**SOURCE DATA:**
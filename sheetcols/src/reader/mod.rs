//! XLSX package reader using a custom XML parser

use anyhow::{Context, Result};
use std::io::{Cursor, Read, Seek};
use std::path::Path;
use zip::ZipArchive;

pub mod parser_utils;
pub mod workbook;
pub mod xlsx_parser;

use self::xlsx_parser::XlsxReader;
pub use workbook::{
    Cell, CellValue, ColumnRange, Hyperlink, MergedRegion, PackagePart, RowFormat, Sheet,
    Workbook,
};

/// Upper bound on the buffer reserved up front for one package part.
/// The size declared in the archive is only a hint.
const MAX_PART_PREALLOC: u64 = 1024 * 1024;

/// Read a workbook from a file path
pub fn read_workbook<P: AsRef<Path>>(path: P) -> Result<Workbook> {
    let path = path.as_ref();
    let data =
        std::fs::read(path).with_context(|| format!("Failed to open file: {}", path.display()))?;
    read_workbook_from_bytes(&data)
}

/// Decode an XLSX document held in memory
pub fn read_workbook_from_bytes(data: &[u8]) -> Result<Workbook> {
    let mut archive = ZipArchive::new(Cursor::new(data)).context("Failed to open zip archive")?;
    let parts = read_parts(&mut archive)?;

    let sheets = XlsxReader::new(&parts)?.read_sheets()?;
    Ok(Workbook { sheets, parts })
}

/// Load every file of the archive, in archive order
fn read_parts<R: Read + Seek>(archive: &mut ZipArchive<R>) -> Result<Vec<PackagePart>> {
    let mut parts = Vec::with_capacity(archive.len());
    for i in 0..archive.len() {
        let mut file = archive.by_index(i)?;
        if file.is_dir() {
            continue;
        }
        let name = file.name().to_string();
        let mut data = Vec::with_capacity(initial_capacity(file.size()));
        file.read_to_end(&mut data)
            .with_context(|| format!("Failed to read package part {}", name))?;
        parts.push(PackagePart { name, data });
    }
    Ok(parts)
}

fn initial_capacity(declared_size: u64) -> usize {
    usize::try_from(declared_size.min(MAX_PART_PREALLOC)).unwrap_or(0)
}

* * *

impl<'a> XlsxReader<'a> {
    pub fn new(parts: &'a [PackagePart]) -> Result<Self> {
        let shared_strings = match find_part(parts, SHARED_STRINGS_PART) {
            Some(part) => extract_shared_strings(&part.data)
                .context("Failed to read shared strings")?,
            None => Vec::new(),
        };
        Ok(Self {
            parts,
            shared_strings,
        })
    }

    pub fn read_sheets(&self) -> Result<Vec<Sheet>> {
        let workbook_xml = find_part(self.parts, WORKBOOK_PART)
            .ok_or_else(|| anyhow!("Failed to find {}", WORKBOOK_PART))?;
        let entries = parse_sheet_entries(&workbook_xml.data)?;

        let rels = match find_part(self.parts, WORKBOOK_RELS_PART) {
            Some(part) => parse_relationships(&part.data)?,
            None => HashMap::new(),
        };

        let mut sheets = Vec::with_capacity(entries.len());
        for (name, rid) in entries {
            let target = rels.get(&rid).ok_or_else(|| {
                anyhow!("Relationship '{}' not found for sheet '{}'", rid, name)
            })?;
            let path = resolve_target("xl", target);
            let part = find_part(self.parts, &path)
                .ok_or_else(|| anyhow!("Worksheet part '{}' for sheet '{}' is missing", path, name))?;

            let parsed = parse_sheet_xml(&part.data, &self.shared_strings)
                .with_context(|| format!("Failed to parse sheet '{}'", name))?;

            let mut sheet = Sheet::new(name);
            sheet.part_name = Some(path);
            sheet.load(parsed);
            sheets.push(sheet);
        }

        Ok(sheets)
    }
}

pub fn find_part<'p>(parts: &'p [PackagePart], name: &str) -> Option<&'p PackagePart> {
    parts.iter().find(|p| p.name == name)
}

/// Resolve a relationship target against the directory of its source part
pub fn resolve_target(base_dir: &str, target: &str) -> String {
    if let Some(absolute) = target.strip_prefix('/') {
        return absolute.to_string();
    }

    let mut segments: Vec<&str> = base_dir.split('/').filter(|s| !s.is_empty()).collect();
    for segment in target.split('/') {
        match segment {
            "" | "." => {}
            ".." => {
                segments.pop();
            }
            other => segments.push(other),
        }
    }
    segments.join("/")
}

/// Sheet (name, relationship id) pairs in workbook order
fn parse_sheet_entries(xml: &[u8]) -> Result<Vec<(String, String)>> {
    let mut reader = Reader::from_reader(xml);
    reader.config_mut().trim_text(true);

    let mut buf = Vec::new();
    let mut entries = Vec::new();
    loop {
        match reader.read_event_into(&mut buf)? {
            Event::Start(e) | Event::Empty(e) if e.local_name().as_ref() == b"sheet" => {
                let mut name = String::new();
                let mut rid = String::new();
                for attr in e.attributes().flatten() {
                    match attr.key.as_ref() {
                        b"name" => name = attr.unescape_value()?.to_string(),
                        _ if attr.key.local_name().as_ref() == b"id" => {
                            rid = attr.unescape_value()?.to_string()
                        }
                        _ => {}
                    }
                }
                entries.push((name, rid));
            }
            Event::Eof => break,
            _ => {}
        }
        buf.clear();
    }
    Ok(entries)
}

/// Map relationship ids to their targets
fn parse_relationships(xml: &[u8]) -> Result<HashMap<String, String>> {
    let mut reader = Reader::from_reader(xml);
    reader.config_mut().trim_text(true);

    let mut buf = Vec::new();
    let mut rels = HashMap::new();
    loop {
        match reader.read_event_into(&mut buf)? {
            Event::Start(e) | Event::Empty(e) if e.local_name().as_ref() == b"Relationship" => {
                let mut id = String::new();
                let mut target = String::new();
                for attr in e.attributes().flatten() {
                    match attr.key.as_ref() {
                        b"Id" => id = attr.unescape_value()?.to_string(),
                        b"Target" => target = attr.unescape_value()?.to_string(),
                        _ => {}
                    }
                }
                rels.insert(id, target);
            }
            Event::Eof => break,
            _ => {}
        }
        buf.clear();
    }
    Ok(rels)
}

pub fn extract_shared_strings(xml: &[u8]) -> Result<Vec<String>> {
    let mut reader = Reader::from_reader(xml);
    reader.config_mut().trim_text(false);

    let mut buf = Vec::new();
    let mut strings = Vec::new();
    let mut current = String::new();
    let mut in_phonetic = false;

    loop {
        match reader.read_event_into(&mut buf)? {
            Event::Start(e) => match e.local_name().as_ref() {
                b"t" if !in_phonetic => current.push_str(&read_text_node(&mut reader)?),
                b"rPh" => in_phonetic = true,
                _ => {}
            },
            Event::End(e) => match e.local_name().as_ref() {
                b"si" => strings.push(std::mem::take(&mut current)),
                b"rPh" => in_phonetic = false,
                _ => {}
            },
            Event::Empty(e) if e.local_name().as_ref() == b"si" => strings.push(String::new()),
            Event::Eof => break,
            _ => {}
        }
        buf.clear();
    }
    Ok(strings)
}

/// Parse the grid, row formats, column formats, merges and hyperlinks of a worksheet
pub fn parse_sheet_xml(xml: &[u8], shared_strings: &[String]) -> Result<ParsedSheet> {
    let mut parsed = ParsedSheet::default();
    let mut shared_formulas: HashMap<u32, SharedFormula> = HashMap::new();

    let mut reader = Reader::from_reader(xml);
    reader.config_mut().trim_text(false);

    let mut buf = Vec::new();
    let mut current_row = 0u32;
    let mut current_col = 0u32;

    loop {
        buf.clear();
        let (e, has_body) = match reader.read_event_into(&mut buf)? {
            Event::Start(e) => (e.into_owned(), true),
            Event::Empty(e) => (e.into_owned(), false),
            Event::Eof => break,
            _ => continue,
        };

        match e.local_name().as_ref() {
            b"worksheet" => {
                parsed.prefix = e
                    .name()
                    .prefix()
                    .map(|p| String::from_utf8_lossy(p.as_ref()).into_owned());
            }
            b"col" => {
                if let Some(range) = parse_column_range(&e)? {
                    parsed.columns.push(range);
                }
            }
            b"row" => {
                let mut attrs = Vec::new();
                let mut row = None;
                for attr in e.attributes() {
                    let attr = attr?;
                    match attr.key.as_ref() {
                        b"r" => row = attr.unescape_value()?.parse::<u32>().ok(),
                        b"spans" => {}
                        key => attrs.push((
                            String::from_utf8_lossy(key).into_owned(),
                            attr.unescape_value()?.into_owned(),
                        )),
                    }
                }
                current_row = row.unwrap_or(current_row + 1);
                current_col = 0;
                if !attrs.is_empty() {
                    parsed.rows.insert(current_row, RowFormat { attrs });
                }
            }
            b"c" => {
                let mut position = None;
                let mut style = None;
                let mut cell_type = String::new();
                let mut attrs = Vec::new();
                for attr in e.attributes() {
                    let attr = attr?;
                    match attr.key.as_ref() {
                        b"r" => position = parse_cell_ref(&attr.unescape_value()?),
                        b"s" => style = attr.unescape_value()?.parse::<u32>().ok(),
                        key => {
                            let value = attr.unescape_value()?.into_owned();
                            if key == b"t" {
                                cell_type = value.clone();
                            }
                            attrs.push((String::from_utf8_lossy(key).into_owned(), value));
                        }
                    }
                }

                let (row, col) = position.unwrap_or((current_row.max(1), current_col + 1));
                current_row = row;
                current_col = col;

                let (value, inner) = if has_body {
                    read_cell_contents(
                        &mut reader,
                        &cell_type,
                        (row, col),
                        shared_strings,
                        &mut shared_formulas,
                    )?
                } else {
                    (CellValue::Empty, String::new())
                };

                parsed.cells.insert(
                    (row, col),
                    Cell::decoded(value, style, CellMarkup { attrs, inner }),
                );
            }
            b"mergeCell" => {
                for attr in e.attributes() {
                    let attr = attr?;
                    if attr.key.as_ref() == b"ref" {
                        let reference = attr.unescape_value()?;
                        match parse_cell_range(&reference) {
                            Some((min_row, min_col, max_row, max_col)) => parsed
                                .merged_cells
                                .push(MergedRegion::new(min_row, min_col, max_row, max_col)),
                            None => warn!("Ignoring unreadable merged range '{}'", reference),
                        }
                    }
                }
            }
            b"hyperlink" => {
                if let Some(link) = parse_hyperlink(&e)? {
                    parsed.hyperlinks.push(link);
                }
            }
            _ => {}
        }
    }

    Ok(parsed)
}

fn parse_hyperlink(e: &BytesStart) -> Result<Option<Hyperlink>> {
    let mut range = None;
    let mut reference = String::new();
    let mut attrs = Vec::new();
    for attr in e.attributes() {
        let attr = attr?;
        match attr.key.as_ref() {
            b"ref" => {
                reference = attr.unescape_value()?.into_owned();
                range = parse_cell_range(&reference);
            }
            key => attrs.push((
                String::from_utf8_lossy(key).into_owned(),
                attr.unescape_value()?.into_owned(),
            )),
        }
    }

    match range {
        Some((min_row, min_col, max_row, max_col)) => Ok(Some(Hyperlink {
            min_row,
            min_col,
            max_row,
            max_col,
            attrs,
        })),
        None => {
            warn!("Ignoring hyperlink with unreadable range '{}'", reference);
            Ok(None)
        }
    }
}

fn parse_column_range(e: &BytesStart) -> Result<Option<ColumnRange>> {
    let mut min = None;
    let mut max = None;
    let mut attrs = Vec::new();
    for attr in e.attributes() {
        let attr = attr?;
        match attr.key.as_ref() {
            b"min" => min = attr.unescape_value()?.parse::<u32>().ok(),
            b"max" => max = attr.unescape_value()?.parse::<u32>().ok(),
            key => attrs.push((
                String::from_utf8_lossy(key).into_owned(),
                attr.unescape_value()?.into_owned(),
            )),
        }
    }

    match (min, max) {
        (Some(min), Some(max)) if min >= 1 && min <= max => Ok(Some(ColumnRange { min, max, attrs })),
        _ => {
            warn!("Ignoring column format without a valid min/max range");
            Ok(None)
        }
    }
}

**TASK TO CARRY OUT:** Where a line of the listing holds the string "hyperlinks", copy that line.

**RESULT:**
/// Parse the grid, row formats, column formats, merges and hyperlinks of a worksheet
                    parsed.hyperlinks.push(link);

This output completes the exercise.